Récemment, j’ai assisté à une conférence au collège de notre fils. Oui, c’est plus fort que moi, j’adore écouter des gens qui savent des trucs que j’ignore encore. Un éminent professeur en toxicologie nous a appris que le nombre de décès directement imputables au tabagisme (73 000 par an) représentait l’équivalent d’un krach de Boeing par jour. Voilà une image qui vous bouche illico les alvéoles pulmonaires. En même temps, je vous connais : avec votre soif du spectaculaire, si on vous annonçait tous les jours qu’un Boeing rempli de fumeurs s’est écrasé dans un cendrier, vous deviendriez complètement blasé et vous oseriez dire « Oh c’est bon maintenant, c’est encore pareil qu’hier ». Pourtant, niveau spectaculaire, un Boeing chaque jour, ça relativiserait presque les dommages collatéraux des pilotes de l’air dépressifs…
Donc, un petit matin frisquet, je croise un camion poubelle bien vert sur une artère parisienne, surveillé par des employés municipaux… en train de s’en griller une. Il porte cette affiche ci-dessus qui m’interpelle, avant même d’avoir siroté mon arabica Caméra Café à 25 centimes. Oui, parfois je m’étonne, car aussitôt, je me dis comme ça, sans caféine dans les veines : « Mais comment qu’ils ont fait les employés de la Propreté de Paris pour peser tous ces mégots ? » Ils ont un pèse-mégots dans la benne. Ou alors, ils ont encore inventé une appli pour ça…

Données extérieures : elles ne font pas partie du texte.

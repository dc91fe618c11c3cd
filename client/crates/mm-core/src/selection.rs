//! Bounded, duplicate-free set of candidates picked for a like submission.

use crate::{Candidate, UserId};

use serde::Serialize;

/// Result of toggling a candidate in a [`Selection`].
#[derive(Debug, Clone, Copy, PartialEq, Eq)]
pub enum ToggleOutcome {
    Added,
    Removed,
    /// The selection is full; nothing changed and the user must be told.
    Rejected { capacity: usize },
}

impl ToggleOutcome {
    pub fn is_rejected(&self) -> bool {
        matches!(self, Self::Rejected { .. })
    }

    /// User-facing notice for a rejected toggle.
    pub fn notice(&self) -> Option<String> {
        match self {
            Self::Rejected { capacity } => Some(format!(
                "You can only select up to {capacity} {}.",
                if *capacity == 1 { "person" } else { "people" }
            )),
            Self::Added | Self::Removed => None,
        }
    }
}

/// Ordered selection of candidates, unique by id and never above capacity.
#[derive(Debug, Clone, PartialEq, Serialize)]
pub struct Selection {
    capacity: usize,
    members: Vec<Candidate>,
}

impl Selection {
    pub fn new(capacity: usize) -> Self {
        Self {
            capacity,
            members: Vec::with_capacity(capacity),
        }
    }

    /// Rebuilds a selection from previously stored members.
    ///
    /// Duplicates are dropped and the list is cut to `capacity`, keeping the
    /// earliest picks. Returns the selection and how many members were dropped.
    pub fn from_members(members: Vec<Candidate>, capacity: usize) -> (Self, usize) {
        let total = members.len();
        let mut selection = Self::new(capacity);
        for candidate in members {
            if selection.is_full() {
                break;
            }
            if !selection.contains(&candidate.id) {
                selection.members.push(candidate);
            }
        }
        let dropped = total - selection.len();
        (selection, dropped)
    }

    /// Adds the candidate if absent, removes it if present.
    ///
    /// Presence is decided by id. A full selection rejects additions and is
    /// left unchanged.
    pub fn toggle(&mut self, candidate: &Candidate) -> ToggleOutcome {
        if let Some(index) = self.position(&candidate.id) {
            self.members.remove(index);
            return ToggleOutcome::Removed;
        }

        if self.is_full() {
            return ToggleOutcome::Rejected {
                capacity: self.capacity,
            };
        }

        self.members.push(candidate.clone());
        ToggleOutcome::Added
    }

    pub fn contains(&self, id: &UserId) -> bool {
        self.position(id).is_some()
    }

    fn position(&self, id: &UserId) -> Option<usize> {
        self.members.iter().position(|member| &member.id == id)
    }

    pub fn capacity(&self) -> usize {
        self.capacity
    }

    pub fn len(&self) -> usize {
        self.members.len()
    }

    pub fn is_empty(&self) -> bool {
        self.members.is_empty()
    }

    pub fn is_full(&self) -> bool {
        self.members.len() >= self.capacity
    }

    pub fn iter(&self) -> impl Iterator<Item = &Candidate> {
        self.members.iter()
    }

    pub fn members(&self) -> &[Candidate] {
        &self.members
    }

    pub fn ids(&self) -> Vec<UserId> {
        self.members.iter().map(|m| m.id.clone()).collect()
    }

    pub fn clear(&mut self) {
        self.members.clear();
    }
}
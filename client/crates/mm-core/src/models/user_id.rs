use std::convert::Infallible;
use std::fmt;
use std::hash::{Hash, Hasher};
use std::str::FromStr;

use serde::{Deserialize, Serialize};

/// Identifier of a user record as the remote API hands it out.
///
/// Some deployments number their users, others use opaque string keys. The
/// original JSON form is preserved so ids can be echoed back unchanged in
/// request bodies and the `x-user` header. Equality and hashing go by the
/// displayed form, so `2` and `"2"` name the same user.
#[derive(Debug, Clone, Serialize, Deserialize)]
#[serde(untagged)]
pub enum UserId {
    Number(i64),
    Text(String),
}

impl UserId {
    /// Blank textual ids never identify a user.
    pub fn is_blank(&self) -> bool {
        match self {
            Self::Number(_) => false,
            Self::Text(s) => s.trim().is_empty(),
        }
    }
}

impl PartialEq for UserId {
    fn eq(&self, other: &Self) -> bool {
        match (self, other) {
            (Self::Number(a), Self::Number(b)) => a == b,
            (Self::Text(a), Self::Text(b)) => a == b,
            (Self::Number(n), Self::Text(s)) | (Self::Text(s), Self::Number(n)) => {
                *s == n.to_string()
            }
        }
    }
}

impl Eq for UserId {}

impl Hash for UserId {
    fn hash<H: Hasher>(&self, state: &mut H) {
        self.to_string().hash(state);
    }
}

impl FromStr for UserId {
    type Err = Infallible;

    fn from_str(s: &str) -> Result<Self, Self::Err> {
        let trimmed = s.trim();
        Ok(match trimmed.parse::<i64>() {
            Ok(n) => Self::Number(n),
            Err(_) => Self::Text(trimmed.to_string()),
        })
    }
}

impl From<i64> for UserId {
    fn from(value: i64) -> Self {
        Self::Number(value)
    }
}

impl From<&str> for UserId {
    fn from(value: &str) -> Self {
        Self::Text(value.to_string())
    }
}

impl fmt::Display for UserId {
    fn fmt(&self, f: &mut fmt::Formatter<'_>) -> fmt::Result {
        match self {
            Self::Number(n) => write!(f, "{n}"),
            Self::Text(s) => f.write_str(s),
        }
    }
}
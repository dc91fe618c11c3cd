
use std::env;

use tempfile::TempDir;

/// RAII guard for environment variables - automatically restores on drop
pub(crate) struct EnvGuard {
    key: &'static str,
    original: Option<String>,
}

impl EnvGuard {
    pub(crate) fn set(key: &'static str, value: &str) -> Self {
        unsafe {
            let original = env::var(key).ok();
            env::set_var(key, value);
            Self { key, original }
        }
    }
}

impl Drop for EnvGuard {
    fn drop(&mut self) {
        unsafe {
            match &self.original {
                Some(val) => env::set_var(self.key, val),
                None => env::remove_var(self.key),
            }
        }
    }
}

/// Create a temp config directory and set MM_CONFIG_DIR
pub(crate) fn setup_config_dir() -> (TempDir, EnvGuard) {
    let temp = TempDir::new().unwrap();
    let guard = EnvGuard::set("MM_CONFIG_DIR", temp.path().to_str().unwrap());
    (temp, guard)
}
mod client;
mod error;
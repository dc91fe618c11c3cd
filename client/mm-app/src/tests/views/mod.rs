mod browse;
mod login;
mod matches;
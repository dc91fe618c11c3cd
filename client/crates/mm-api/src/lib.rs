//! HTTP client for the remote matchmaking REST API.
//!
//! All business rules (authentication, mutual-match computation, password
//! handling) live behind this API; the client only shapes requests and types
//! responses.

pub(crate) mod client;
pub(crate) mod member_form;

#[cfg(test)]
mod tests;

pub use client::{ApiClient, ApiClientResult, ApiError, GENERIC_FAILURE_MESSAGE};
pub use member_form::{DEFAULT_MEMBER_IMAGE, MemberForm, MemberPayload};
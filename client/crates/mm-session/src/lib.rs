//! Client-side session state: who is using this client, durable across restarts.

pub mod error;
pub mod session_store;
pub mod storage;

#[cfg(test)]
mod tests;

pub use error::{SessionError, SessionErrorResult, StorageError, StorageErrorResult};
pub use session_store::SessionStore;
pub use storage::{
    IDENTITY_KEY, KeyValueStore, PENDING_LIKES_KEY, SELECTION_KEY, file_store::FileStore,
    memory_store::MemoryStore,
};
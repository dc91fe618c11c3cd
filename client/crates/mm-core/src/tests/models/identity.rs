use crate::{CoreError, Gender, Identity, Role, UserId};

use serde_json::json;

#[test]
fn given_login_payload_with_password_when_from_login_data_then_password_is_dropped() {
    let data = json!({
        "id": 1,
        "username": "alice",
        "password": "hunter2",
        "role": "Member",
        "gender": "Female",
        "fullname": "Alice A",
        "age": 29
    });

    let identity = Identity::from_login_data(data).unwrap();

    assert_eq!(identity.id, UserId::Number(1));
    assert_eq!(identity.role, Role::Member);
    assert_eq!(identity.gender, Some(Gender::Female));
    assert!(!identity.extra.contains_key("password"));
    assert_eq!(identity.extra.get("age"), Some(&json!(29)));

    let persisted = serde_json::to_string(&identity).unwrap();
    assert!(!persisted.contains("hunter2"));
}

#[test]
fn given_null_payload_when_from_login_data_then_validation_error() {
    let result = Identity::from_login_data(serde_json::Value::Null);
    assert!(matches!(result, Err(CoreError::Validation { .. })));
}

#[test]
fn given_empty_object_when_from_login_data_then_validation_error() {
    let result = Identity::from_login_data(json!({ "password": "x" }));
    assert!(matches!(result, Err(CoreError::Validation { .. })));
}

#[test]
fn given_blank_username_when_from_login_data_then_validation_error() {
    let result = Identity::from_login_data(json!({ "id": 1, "username": " ", "role": "Admin" }));
    assert!(matches!(result, Err(CoreError::Validation { .. })));
}

#[test]
fn given_unknown_role_when_from_login_data_then_malformed() {
    let result = Identity::from_login_data(json!({ "id": 1, "username": "a", "role": "Guest" }));
    assert!(matches!(result, Err(CoreError::MalformedIdentity { .. })));
}

#[test]
fn given_lowercase_role_when_from_login_data_then_normalized() {
    let identity =
        Identity::from_login_data(json!({ "id": "u1", "username": "a", "role": "admin" })).unwrap();
    assert_eq!(identity.role, Role::Admin);
}

#[test]
fn given_identity_when_serialize_roundtrip_then_equal() {
    let mut original = Identity::new(5, "bob", Role::Developer).with_gender(Gender::Male);
    original.extra.insert("image".into(), json!("https://placehold.co/300/png"));

    let json = serde_json::to_string(&original).unwrap();
    let restored: Identity = serde_json::from_str(&json).unwrap();

    assert_eq!(original, restored);
}

#[test]
fn given_secret_in_extra_when_strip_secrets_then_removed() {
    let mut identity = Identity::new(5, "bob", Role::Member);
    identity.extra.insert("password".into(), json!("pw"));

    assert!(identity.strip_secrets());
    assert!(!identity.strip_secrets());
    assert!(identity.extra.is_empty());
}

#[test]
fn test_display_name_prefers_fullname() {
    let mut identity = Identity::new(1, "bob", Role::Member);
    assert_eq!(identity.display_name(), "bob");
    identity.fullname = Some("Bob Builder".into());
    assert_eq!(identity.display_name(), "Bob Builder");
}
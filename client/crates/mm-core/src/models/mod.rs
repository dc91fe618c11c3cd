pub mod candidate;
pub mod gender;
pub mod identity;
pub mod like_record;
pub mod match_record;
pub mod role;
pub mod user_id;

Non même pas… l’émerveillement techno-utopique retombe. Mais malheureusement, je n’ai pas réussi à retrouver sur le site de la mairie de Paris les règles de ce calcul fumeux, fondé sur une estimation du pourcentage de fumeurs parmi les habitants de Paris, les touristes et les extra-terrestres. Car c’est bien gentil les mathématiques, mais que fait-on des gens qui fument chez eux et jettent les mégots dans la poubelle plutôt que par la fenêtre ? En même temps, une fois arrivés à 300 tonnes, on n’est pas à quelques tonnes près.
Me voilà surtout en train de me dire que les chiffres pèsent toujours leur poids dans notre cerveau impressionnable. Ils donnent un impact irremplaçable à toute argumentation, car nous ne pouvons pas passer notre vie à vérifier que tous les chiffres qu’on nous sert sont précisément vrais… alors il est plus simple d’y croire pour l’instant avant de les réfuter aux calendes grecques. Le chiffre porte a priori le sceau de la véracité, tout comme le cycliste la marque de bronzage sur le cuissard. Ici, pas de quoi fouetter un fumeur en place publique : à quelques tonnes près, le problème de fond reste de toute façon identique. Mais, en parallèle, combien de chiffres-clés maquillés, gonflés juste ce qu’il faut ou goupillés de travers exprès ? Dans un monde malade du chiffre, car le strict quantitatif emporte tout sur son passage, on a paradoxalement autre chose à faire que d’interroger tous les calculs de la Terre. C’est humain tout de même. Vous ne voudriez pas que l’on raisonne en permanence comme un algorithme ?
En tout cas, on apprend sur le site de la mairie du XIIè arrondissement que les clopes ne polluent pas que les poumons : « Les jets de mégots sur l’espace public constituent un problème majeur de propreté à Paris : les mégots ont un fort pouvoir de nuisance environnementale puisqu’ils mettent entre 4 et 12 ans pour disparaitre et dégagent des métaux lourds et des polluants comme la nicotine, le cadmium et le plomb, substances nuisibles à la flore et à la faune. Envahissant et salissant l’espace public, ils polluent les eaux usées lorsqu’ils sont jetés dans les caniveaux et atterrissent dans les égouts. Sur les grilles en pied d’arbre, ils sont aussi nocifs et réduisent la vie des arbres.»
Un fumeur prêt à risquer le cancer des poumons en toute désinvolture se préoccupera-t-il plus de la flore et de la faune ? Si vous avez un sondage, un chiffre, une estimation sur ce point précis, je suis sûr que nous serons tous ultra-impressionnés.